Дальше ничего нет. Евпатий заходит за мысок. Концовкой тому беспощадному зрелищу служит чье-то восхищенное замечание, произнесенное над пониклой от горести головой Ивана:
— Ой, шибко лущит... то-то брусничка сочна сыпанет в грядущее лето по злосчастным сим местам!
... Надо оговориться, все эти происшествия, размещенные на переломе двух веков, Иван Матвеич теперь различал уже с неодинаковой четкостью. Память невольно сглаживала подробности, выносила на передний план одно, приглушая другое; в ту ночь ему пришлось не раз прибегать и к искусству археолога, чтоб на черепках прошлого прочесть когда-то кровью начертанные письмена.
В полдень по радио он узнал о событиях минувшей ночи.
В отличие от противника, Москва встретила войну без хвастливых угроз и уличных демонстраций. Митинги на предприятиях и заводах прошли деловито и немногословно, как если бы речь шла об очередном, хотя и грознее прежних, задании истории; все понимали, однако, что теперь от выполнения его зависит нечто гораздо большее, чем только частная судьба столицы.

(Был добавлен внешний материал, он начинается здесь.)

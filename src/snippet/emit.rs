//! Pure emitters: one structured request in, idiomatic source text out.
//!
//! Each emitter uses the method token and URL exactly as composed, writes
//! every header literally, and serializes JSON bodies pretty-printed. The
//! output shapes are fixed so the parsers in this module's sibling can
//! recover the request structurally (round-trip invariant).

use super::{ContentSnippet, Language};
use crate::compose::RequestDescriptor;
use serde_json::Value;

/// Emit source text for a request in the given language.
pub fn emit(language: Language, req: &RequestDescriptor) -> String {
    match language {
        Language::Javascript => emit_javascript(req),
        Language::Python => emit_python(req),
        Language::Curl => emit_curl(req),
    }
}

/// Emit the full snippet set, one per supported language.
pub fn emit_all(req: &RequestDescriptor) -> Vec<ContentSnippet> {
    Language::all()
        .iter()
        .map(|&language| ContentSnippet {
            language,
            code: emit(language, req),
        })
        .collect()
}

fn is_json(req: &RequestDescriptor) -> bool {
    req.content_type.as_deref() == Some("application/json")
}

fn header_value(value: &Value) -> String {
    match value {
        Value::String(s) => s.clone(),
        other => other.to_string(),
    }
}

/// Pretty-print a JSON body and re-indent its continuation lines so the
/// literal sits at `indent` inside the surrounding construct.
fn pretty_body(body: &Value, indent: &str) -> String {
    let pretty = serde_json::to_string_pretty(body).unwrap_or_else(|_| "null".to_string());
    pretty.replace('\n', &format!("\n{indent}"))
}

/// Generic stringifier for non-JSON bodies.
fn raw_body(body: &Value) -> String {
    match body {
        Value::String(s) => s.clone(),
        other => serde_json::to_string(other).unwrap_or_default(),
    }
}

/// fetch()-style JavaScript.
pub fn emit_javascript(req: &RequestDescriptor) -> String {
    let mut code = String::new();
    code.push_str(&format!("fetch('{}', {{\n", req.url));
    code.push_str(&format!("  method: '{}'", req.method));

    if !req.headers.is_empty() {
        let entries: Vec<String> = req
            .headers
            .iter()
            .map(|(k, v)| format!("    '{}': '{}'", k, header_value(v)))
            .collect();
        code.push_str(",\n  headers: {\n");
        code.push_str(&entries.join(",\n"));
        code.push_str("\n  }");
    }

    if let Some(body) = &req.body {
        if is_json(req) {
            code.push_str(&format!(
                ",\n  body: JSON.stringify({})",
                pretty_body(body, "  ")
            ));
        } else {
            code.push_str(&format!(",\n  body: '{}'", raw_body(body)));
        }
    }

    code.push_str("\n})\n");
    code.push_str("  .then(response => response.json())\n");
    code.push_str("  .then(data => console.log(data));\n");
    code
}

/// requests-style Python.
pub fn emit_python(req: &RequestDescriptor) -> String {
    let verb = req.method.to_lowercase();
    let mut code = String::from("import requests\n\n");

    if !req.headers.is_empty() {
        let entries: Vec<String> = req
            .headers
            .iter()
            .map(|(k, v)| format!("    '{}': '{}'", k, header_value(v)))
            .collect();
        code.push_str("headers = {\n");
        code.push_str(&entries.join(",\n"));
        code.push_str("\n}\n\n");
    }

    code.push_str(&format!("response = requests.{}('{}'", verb, req.url));
    if !req.headers.is_empty() {
        code.push_str(", headers=headers");
    }
    if let Some(body) = &req.body {
        if is_json(req) {
            code.push_str(&format!(", json={}", pretty_body(body, "")));
        } else if body.is_object() || body.is_array() {
            code.push_str(&format!(", data={}", pretty_body(body, "")));
        } else {
            code.push_str(&format!(", data='{}'", raw_body(body)));
        }
    }
    code.push_str(")\n\n");

    code.push_str("print(response.status_code)\n");
    if is_json(req) {
        code.push_str("print(response.json())\n");
    } else {
        code.push_str("print(response.text)\n");
    }
    code
}

/// cURL command. GET stays implicit; the URL follows `curl` directly so
/// the inverse parser's first-quoted-string rule lands on it.
pub fn emit_curl(req: &RequestDescriptor) -> String {
    let mut parts: Vec<String> = Vec::new();
    if req.method == "GET" {
        parts.push(format!("curl '{}'", req.url));
    } else {
        parts.push(format!("curl -X {} '{}'", req.method, req.url));
    }

    for (k, v) in &req.headers {
        parts.push(format!("-H '{}: {}'", k, header_value(v)));
    }

    if let Some(body) = &req.body {
        let payload = if is_json(req) {
            serde_json::to_string_pretty(body).unwrap_or_else(|_| "null".to_string())
        } else {
            raw_body(body)
        };
        parts.push(format!("-d '{}'", payload.replace('\'', "'\\''")));
    }

    let mut code = parts.join(" \\\n  ");
    code.push('\n');
    code
}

Сквозь сожаления о незавершенной стройке звучало презрение к врагу — и к этому, ближнему, и к тому, главному и скрытному, что испугался мирного соревнования двух систем. Война была еще далека, и на протяжении целых трех недель лишь самые ничтожные изменения коснулись распорядка жизни в Благовещенском тупике.

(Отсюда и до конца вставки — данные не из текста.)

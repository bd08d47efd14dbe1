//! Code snippet round-trip: emit a composed request as source text, and
//! parse hand-edited source text back into a structured request.
//!
//! Emission is exact; parsing is best-effort. Each language's extraction
//! sits behind [`parse`] returning `Option` so the strategy can be swapped
//! (regex today, a real tokenizer tomorrow) without touching callers.

mod emit;
mod parse;

pub use emit::{emit, emit_all, emit_curl, emit_javascript, emit_python};
pub use parse::{parse, ParsedRequest};

/// Target languages for code emission and parsing. Closed set.
#[derive(Debug, Clone, Copy, PartialEq, Eq)]
pub enum Language {
    Javascript,
    Python,
    Curl,
}

impl Language {
    pub fn as_str(&self) -> &'static str {
        match self {
            Language::Javascript => "javascript",
            Language::Python => "python",
            Language::Curl => "curl",
        }
    }

    /// Resolve a UI language tag. Accepts the aliases the snippet tabs and
    /// fenced code blocks use (`js`, `py`, `bash`, `sh`).
    pub fn from_name(name: &str) -> Option<Self> {
        match name.to_ascii_lowercase().as_str() {
            "javascript" | "js" => Some(Language::Javascript),
            "python" | "py" => Some(Language::Python),
            "curl" | "bash" | "sh" => Some(Language::Curl),
            _ => None,
        }
    }

    pub fn all() -> [Language; 3] {
        [Language::Javascript, Language::Python, Language::Curl]
    }
}

impl std::fmt::Display for Language {
    fn fmt(&self, f: &mut std::fmt::Formatter<'_>) -> std::fmt::Result {
        write!(f, "{}", self.as_str())
    }
}

/// One rendered code example. The engine produces and consumes the `code`
/// string only; it never retains snippets.
#[derive(Debug, Clone)]
pub struct ContentSnippet {
    pub language: Language,
    pub code: String,
}

#[cfg(test)]
mod tests {
    use super::*;

    #[test]
    fn test_language_aliases() {
        assert_eq!(Language::from_name("JS"), Some(Language::Javascript));
        assert_eq!(Language::from_name("py"), Some(Language::Python));
        assert_eq!(Language::from_name("bash"), Some(Language::Curl));
        assert_eq!(Language::from_name("ruby"), None);
    }
}
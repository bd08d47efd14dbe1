//! Pre-execution validation of a structured request.
//!
//! Runs after a snippet edit has been parsed back into a descriptor and
//! before the execution collaborator is handed the request. Validation
//! never rejects with an error: it reports a list of structured issues and
//! leaves the decision to the caller.

use crate::compose::RequestDescriptor;
use chrono::NaiveDate;
use once_cell::sync::Lazy;
use regex::Regex;
use serde_json::Value;
use std::collections::HashSet;

const VALID_METHODS: [&str; 7] = ["GET", "POST", "PUT", "DELETE", "PATCH", "HEAD", "OPTIONS"];
const METHODS_WITHOUT_BODY: [&str; 4] = ["GET", "DELETE", "HEAD", "OPTIONS"];
const METHODS_WITH_BODY: [&str; 3] = ["POST", "PUT", "PATCH"];

/// Field names that are treated as carrying calendar dates.
const DATE_FIELDS: [&str; 7] = [
    "date", "checkin", "checkout", "startdate", "enddate", "createdat", "updatedat",
];

static PLACEHOLDER_RE: Lazy<Regex> =
    Lazy::new(|| Regex::new(r"\{[A-Za-z_][A-Za-z0-9_]*\}").unwrap());
static DATE_RE: Lazy<Regex> = Lazy::new(|| Regex::new(r"^\d{4}-\d{2}-\d{2}$").unwrap());

/// One finding from request validation.
#[derive(Debug, Clone, PartialEq, Eq)]
pub struct ValidationIssue {
    /// The request field the issue is about (e.g. `url`, `body.checkIn`).
    pub field: String,
    /// Stable machine-readable code (e.g. `unresolved_placeholders`).
    pub code: String,
    /// Human-readable description.
    pub message: String,
}

impl ValidationIssue {
    pub fn new(
        field: impl Into<String>,
        code: impl Into<String>,
        message: impl Into<String>,
    ) -> Self {
        ValidationIssue {
            field: field.into(),
            code: code.into(),
            message: message.into(),
        }
    }
}

/// Validate a request descriptor before execution.
///
/// Returns every issue found; an empty vector means the request is safe to
/// hand to the execution collaborator. Auth-credential checks are not done
/// here; credentials belong to an external collaborator.
pub fn validate_request(req: &RequestDescriptor) -> Vec<ValidationIssue> {
    let mut issues = Vec::new();

    validate_url(req, &mut issues);
    validate_method(req, &mut issues);
    validate_headers(req, &mut issues);
    if let Some(body) = &req.body {
        validate_dates(body, "body", &mut issues);
    }

    issues
}

fn validate_url(req: &RequestDescriptor, issues: &mut Vec<ValidationIssue>) {
    let url = req.url.trim();
    if url.is_empty() {
        issues.push(ValidationIssue::new(
            "url",
            "missing_url",
            "Request URL is required and cannot be empty",
        ));
        return;
    }

    if let Some(found) = PLACEHOLDER_RE.find(url) {
        issues.push(ValidationIssue::new(
            "url",
            "unresolved_placeholders",
            format!(
                "URL contains unresolved placeholder {}. Replace it with an actual value.",
                found.as_str()
            ),
        ));
    }

    let lowered = url.to_lowercase();
    if lowered.contains("undefined") || lowered.contains("/null") {
        issues.push(ValidationIssue::new(
            "url",
            "malformed_url",
            "URL contains \"undefined\" or \"null\" - provide valid values",
        ));
    }

    let without_scheme = url
        .strip_prefix("https://")
        .or_else(|| url.strip_prefix("http://"))
        .unwrap_or(url);
    if without_scheme.contains("//") {
        issues.push(ValidationIssue::new(
            "url",
            "double_slashes",
            "URL contains double slashes - check base URL and path",
        ));
    }

    if url::Url::parse(url).is_err() {
        issues.push(ValidationIssue::new(
            "url",
            "invalid_url",
            format!("URL is not a valid absolute URL: {url}"),
        ));
    }
}

fn validate_method(req: &RequestDescriptor, issues: &mut Vec<ValidationIssue>) {
    let method = req.method.trim();
    if method.is_empty() {
        issues.push(ValidationIssue::new(
            "method",
            "missing_method",
            "HTTP method is required",
        ));
        return;
    }
    if !VALID_METHODS.contains(&method) {
        issues.push(ValidationIssue::new(
            "method",
            "invalid_method",
            format!(
                "Invalid HTTP method '{}'. Must be one of: {}",
                method,
                VALID_METHODS.join(", ")
            ),
        ));
        return;
    }

    let has_body = matches!(&req.body, Some(v) if !v.is_null());
    if METHODS_WITHOUT_BODY.contains(&method) && has_body {
        issues.push(ValidationIssue::new(
            "body",
            "unexpected_body",
            format!("{method} requests must not include a body"),
        ));
    } else if METHODS_WITH_BODY.contains(&method) {
        if !has_body {
            issues.push(ValidationIssue::new(
                "body",
                "missing_body",
                format!("{method} requests must include a valid JSON body"),
            ));
        } else if !req.body.as_ref().is_some_and(Value::is_object) {
            issues.push(ValidationIssue::new(
                "body",
                "invalid_body_format",
                "Request body must be a JSON object",
            ));
        }
    }
}

fn validate_headers(req: &RequestDescriptor, issues: &mut Vec<ValidationIssue>) {
    let mut empty = Vec::new();
    let mut seen = HashSet::new();
    let mut duplicated = false;

    for (name, value) in &req.headers {
        let text = match value {
            Value::String(s) => s.trim().to_string(),
            other => other.to_string(),
        };
        if text.is_empty() || text.eq_ignore_ascii_case("null") || text.eq_ignore_ascii_case("undefined")
        {
            empty.push(name.clone());
        }
        if !seen.insert(name.to_lowercase()) {
            duplicated = true;
        }
    }

    if !empty.is_empty() {
        issues.push(ValidationIssue::new(
            "headers",
            "invalid_header_values",
            format!(
                "Headers contain empty/null/undefined values: {}",
                empty.join(", ")
            ),
        ));
    }
    if duplicated {
        issues.push(ValidationIssue::new(
            "headers",
            "duplicate_headers",
            "Headers contain duplicate keys (case-insensitive)",
        ));
    }
}

/// Check date-named fields for `YYYY-MM-DD` shape and calendar validity.
fn validate_dates(data: &Value, prefix: &str, issues: &mut Vec<ValidationIssue>) {
    let Some(map) = data.as_object() else {
        return;
    };
    for (key, value) in map {
        let lowered = key.to_lowercase();
        if !DATE_FIELDS.iter().any(|f| lowered.contains(f)) {
            continue;
        }
        let Some(text) = value.as_str().map(str::trim).filter(|t| !t.is_empty()) else {
            continue;
        };
        if !DATE_RE.is_match(text) {
            issues.push(ValidationIssue::new(
                format!("{prefix}.{key}"),
                "invalid_date_format",
                format!("Date must follow YYYY-MM-DD format, got: {text}"),
            ));
        } else if NaiveDate::parse_from_str(text, "%Y-%m-%d").is_err() {
            issues.push(ValidationIssue::new(
                format!("{prefix}.{key}"),
                "invalid_date_value",
                format!("Invalid date value: {text}"),
            ));
        }
    }
}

До начала учебного года Варя знакомила подругу с Москвой. В часы, свободные от рытья щелей и занятий по воздушной самообороне, они обошли районы города по составленному Полей списку. Правда, несколько непривычно выглядели центральные площади, раскрашенные в тусклые цвета камуфляжа, и наиболее знаменитые здания с витринами, заложенными доверху мешками песка; кроме того, рядом с театральными афишами появились призывы к донорам, добровольцам ополчения, к женщинам — сменить мужей у станков, а в картинных галереях, какие еще оставались на месте, прежде всего бросались в глаза адреса ближайших бомбоубежищ. Но как никогда чудесно сияло солнце в почти невыносимой синеве, только теперь это никому не было нужно и, больше того, даже мучило напоминанием о чем-то бесконечно дорогом, утраченном надолго. А в улицах, пожаре, шли то солдаты в шинельных скатках, то отряды молодежи с лопатами на плечах, то первые партии притихших московских малышей. Они покидали столицу без обычных шалостей и песенок, однако и без слез, неестественно прямясь от тяжести рюкзаков; матери поддерживали сзади их ноши.
В сумерки все это бесследно поглощали вокзалы, и тогда по шоссейной магистрали, как раз за дендрарием Лесохозяйственного института, на всю ночь начиналось движение танков. Машины отправлялись своим ходом, волна за волной; природа содрогалась от лязга и зябла от обилия железа. В такие вечера взоры всех без исключения обращались в одну и ту же сторону: в гаснущей полоске заката всем одинаково виделось зарево надвигающейся войны.
Она добралась до Москвы лишь месяц спустя, когда на рассвете однажды черное облако, похожее на разлитую тушь, поднялось в небе Подмосковья; после первого налета горела толевая фабричка в Филях. Вскоре воздушный удар повторился, и опять внешне все по-старому оставалось на Москве, но какое-то новое, строгое, обязывающее содержание открылось в ее древних камнях. Именно в те дни созревало у москвичей сознание единства, исторического превосходства над противником и еще тот, притупляющий боль и сожаления, молчаливый гнев, из которого творится пламя подвига; страна уже нуждалась в нем. Сильные внезапностью нападения германские войска к середине июля прорвались к Ярцеву, через Демидов и Духовщину, с севера обойдя Смоленск; и в прежних войнах всегда требовалось особое время всколыхнуть глубинные просторы России. Из-за этого лётная трасса на Москву сократилась втрое, и отныне каждую ночь на подступах к ней разгоралась жаркая схватка зениток с фашистской авиацией.
С наступлением темноты стаи серебряных аэростатов заполняли небо, а в шумовую мелодию города вступали властные, никогда не освоенные человеческим ухом инструменты воздушной тревоги. Они заставляли умолкнуть все, даже шелест листвы и детский плач, словно живое страшилось обнаружить себя, а улицы становились такими длинными, что казалось, никак не добежишь до их конца. Для Поли, привыкшей к енежской тишине, наступали часы изнурительного ожидания чего-то худшего, чем даже прямое попадание. Чуть вечер, в особенности при ясном небе, ею овладевал приступ более тяжкого заболевания, чем любое из перенесенных ею в детстве; оно состояло в неотвязном чувстве воздуха; речь становилась неточной, все валилось из рук. Она ни на что не жаловалась пока, и Варя по своему почину решилась предложить ей единственное лекарство от этого одуряющего страха.